▸ **EXERCISE DIRECTIONS**
Nothing but the lines from the line with "Total nodes (including" through the end of the data is to be copied, and each is to be copied exactly.
───── MATERIAL FOR THIS TASK ─────
fn hash_buckets(canvas: &mut Canvas<'_>) -> io::Result<()> {
    const BUCKETS: usize = 7;
    let keys = ["apple", "banana", "cherry", "date", "elder", "fig", "grape"];
    let mut table: Vec<Vec<&str>> = vec![Vec::new(); BUCKETS];

    canvas.line(&format!("Toy hash: sum of bytes mod {}", BUCKETS))?;
    canvas.blank()?;
    for key in keys {
        let bucket = super::toys::toy_hash(key, BUCKETS);
        table[bucket].push(key);
        canvas.line(&format!("  hash({:?}) = {}", key, bucket))?;
    }

    canvas.blank()?;
    canvas.line("Buckets (chaining):")?;
    for (idx, chain) in table.iter().enumerate() {
        let rendered = if chain.is_empty() { "∅".to_string() } else { chain.join(" → ") };
        let line = format!("  [{}] {}", idx, rendered);
        if chain.len() > 1 {
            canvas.colored_line(&format!("{}   (collision)", line), Color::Yellow)?;
        } else {
            canvas.line(&line)?;
        }
    }
    Ok(())
}

const BINARY_TREE: Lesson = Lesson {
    name: "Binary Trees",
    title: "BINARY TREE - Hierarchical Structure",
    concept: &[
        "Each node has at most two children, called left and right.",
        "Traversal order decides when a node is visited relative to its children:",
        "  preorder (node, left, right), inorder (left, node, right),",
        "  postorder (left, right, node), level order (breadth first).",
    ],
    comparisons: &[Comparison {
        heading: "Tree Node",
        rust: r#"struct TreeNode {
    value: i32,
    left: Option<Box<TreeNode>>,
    right: Option<Box<TreeNode>>,
}

fn inorder(node: &Option<Box<TreeNode>>, out: &mut Vec<i32>) {
    if let Some(n) = node {
        inorder(&n.left, out);
        out.push(n.value);
        inorder(&n.right, out);
    }
}"#,
        cpp: r#"struct TreeNode {
    int value;
    TreeNode* left = nullptr;
    TreeNode* right = nullptr;
};

void inorder(TreeNode* n, std::vector<int>& out) {
    if (!n) return;
    inorder(n->left, out);
    out.push_back(n->value);
    inorder(n->right, out);
}"#,
        explanation: "Option<Box<_>> makes the empty subtree explicit. Ownership of children is clear, so the whole tree drops with its root.",
    }],
    demo: Some(tree_traversals),
    complexity: &[("Traversal", "O(n)"), ("Height (balanced)", "O(log n)"), ("Height (degenerate)", "O(n)")],
    space: Some(("O(h)", "Recursion depth equals the tree height h")),
    key_points: &[
        "Depth-first traversals are naturally recursive",
        "Level order uses a queue",
        "Inorder traversal of a BST yields sorted output",
    ],
    ..Lesson::EMPTY
};

fn tree_traversals(canvas: &mut Canvas<'_>) -> io::Result<()> {
    let mut tree = Bst::new();
    for v in [50, 30, 70, 20, 40, 60, 80] {
        tree.insert(v);
    }
    canvas.line("Tree built from 50, 30, 70, 20, 40, 60, 80:")?;
    canvas.blank()?;
    for (depth, level) in tree.level_order().iter().enumerate() {
        canvas.line(&format!("  level {}: {}", depth, join(level, "  ")))?;
    }
    canvas.blank()?;
    canvas.line(&format!("  Preorder:  {}", join(&tree.preorder(), ", ")))?;
    canvas.line(&format!("  Inorder:   {}", join(&tree.inorder(), ", ")))?;
    canvas.line(&format!("  Postorder: {}", join(&tree.postorder(), ", ")))?;
    canvas.line(&format!("  Height:    {}", tree.height()))
}

const BST: Lesson = Lesson {
    name: "Binary Search Trees",
    title: "BINARY SEARCH TREE - Ordered Binary Tree",
    concept: &[
        "For every node, all values in the left subtree are smaller",
        "and all values in the right subtree are larger.",
        "Search, insert and delete follow a single root-to-leaf path.",
    ],
    comparisons: &[Comparison {
        heading: "Ordered Maps",
        rust: r#"use std::collections::BTreeMap;

let mut scores = BTreeMap::new();
scores.insert(42, "alice");
scores.insert(7, "bob");
for (score, name) in &scores {}   // sorted by key
let low = scores.range(..40);"#,
        cpp: r#"#include <map>

std::map<int, std::string> scores;
scores[42] = "alice";
scores[7] = "bob";
for (auto& [score, name] : scores) {}
auto it = scores.lower_bound(40);"#,
        explanation: "std::map is a red-black tree; Rust's BTreeMap is a B-tree, which packs several keys per node for better cache use. Both keep keys sorted with O(log n) operations.",
    }],
    demo: Some(bst_paths),
    complexity: &[
        ("Search / insert / delete (balanced)", "O(log n)"),
        ("Search / insert / delete (worst)", "O(n)"),
        ("Inorder traversal", "O(n)"),
    ],
    key_points: &[
        "Sorted input builds a degenerate tree that is really a linked list",
        "Self-balancing variants (AVL, red-black) keep the height O(log n)",
        "Inorder traversal gives the keys in sorted order",
    ],
    mistakes: &[
        "Only comparing a node with its direct children when validating",
        "Forgetting the two-children case when deleting",
    ],
    practice: &[
        Problem { title: "Validate BST", difficulty: "Medium", description: "Carry min/max bounds down the recursion" },
        Problem { title: "Kth Smallest Element", difficulty: "Medium", description: "Inorder traversal with a counter" },
    ],
    ..Lesson::EMPTY
};

fn bst_paths(canvas: &mut Canvas<'_>) -> io::Result<()> {
    let mut tree = Bst::new();
    for (idx, value) in [50, 30, 70, 20, 40, 60].into_iter().enumerate() {
        let path = tree.insert(value);
        let route = if path.is_empty() {
            "becomes the root".to_string()
        } else {
            format!("compared with {}", join(&path, " → "))
        };
        canvas.step(idx + 1, &format!("insert({}): {}", value, route))?;
    }
    canvas.blank()?;
    for probe in [40, 65] {
        let found = tree.contains(probe);
        let text = format!("  search({}) → {}", probe, if found { "found" } else { "not found" });
        if found {
            canvas.success(&text)?;
        } else {
            canvas.warning(&text)?;
        }
    }
    canvas.line(&format!("  Sorted via inorder: {}", join(&tree.inorder(), ", ")))
}

const TRIE: Lesson = Lesson {
    name: "Tries",
    title: "TRIE - Prefix Tree for Strings",
    concept: &[
        "A trie stores strings one character per edge.",
        "Words sharing a prefix share the path for that prefix.",
        "Lookup cost depends on the word length, not on how many words are stored.",
    ],
    comparisons: &[Comparison {
        heading: "Trie Node",
        rust: r#"#[derive(Default)]
struct Trie {
    children: BTreeMap<char, Trie>,
    terminal: bool,
}

fn insert(&mut self, word: &str) {
    let mut node = self;
    for ch in word.chars() {
        node = node.children.entry(ch).or_default();
    }
    node.terminal = true;
}"#,
        cpp: r#"struct Trie {
    std::map<char, std::unique_ptr<Trie>> children;
    bool terminal = false;
};

void insert(Trie* node, const std::string& word) {
    for (char ch : word) {
        auto& child = node->children[ch];
        if (!child) child = std::make_unique<Trie>();
        node = child.get();
    }
    node->terminal = true;
}"#,
        explanation: "The entry API creates missing children in one step. Children are owned values, so no manual deletion is needed.",
    }],
    demo: Some(trie_walk),
    complexity: &[("Insert", "O(m)"), ("Search", "O(m)"), ("Prefix query", "O(m + results)")],
    space: Some(("O(total characters)", "Shared prefixes are stored once")),
    applications: &[
        Application { title: "Autocomplete", description: "List every word under a typed prefix" },
        Application { title: "Spell checking", description: "Fast membership tests for dictionary words" },
        Application { title: "IP routing", description: "Longest prefix match over address bits" },
    ],
    ..Lesson::EMPTY
};

fn trie_walk(canvas: &mut Canvas<'_>) -> io::Result<()> {
    let mut trie = Trie::new();
    for (idx, word) in ["car", "cart", "cat", "dog"].into_iter().enumerate() {
        let created = trie.insert(word);
        canvas.step(idx + 1, &format!("insert({:?}) created {} node(s)", word, created))?;
    }
    canvas.blank()?;
    canvas.line(&format!("  Total nodes (including root): {}", trie.node_count()))?;
    canvas.line(&format!("  contains(\"car\") → {}", trie.contains("car")))?;
    canvas.line(&format!("  contains(\"ca\")  → {}", trie.contains("ca")))?;
    canvas.line(&format!("  starts_with(\"ca\") → {}", trie.starts_with("ca")))?;
    canvas.info(&format!("  autocomplete(\"ca\") → {}", trie.words_with_prefix("ca").join(", ")))
}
─────
▸ **ANSWER BOX**
    canvas.line(&format!("  Total nodes (including root): {}", trie.node_count()))?;
    canvas.line(&format!("  contains(\"car\") → {}", trie.contains("car")))?;
    canvas.line(&format!("  contains(\"ca\")  → {}", trie.contains("ca")))?;
    canvas.line(&format!("  starts_with(\"ca\") → {}", trie.starts_with("ca")))?;
    canvas.info(&format!("  autocomplete(\"ca\") → {}", trie.words_with_prefix("ca").join(", ")))
}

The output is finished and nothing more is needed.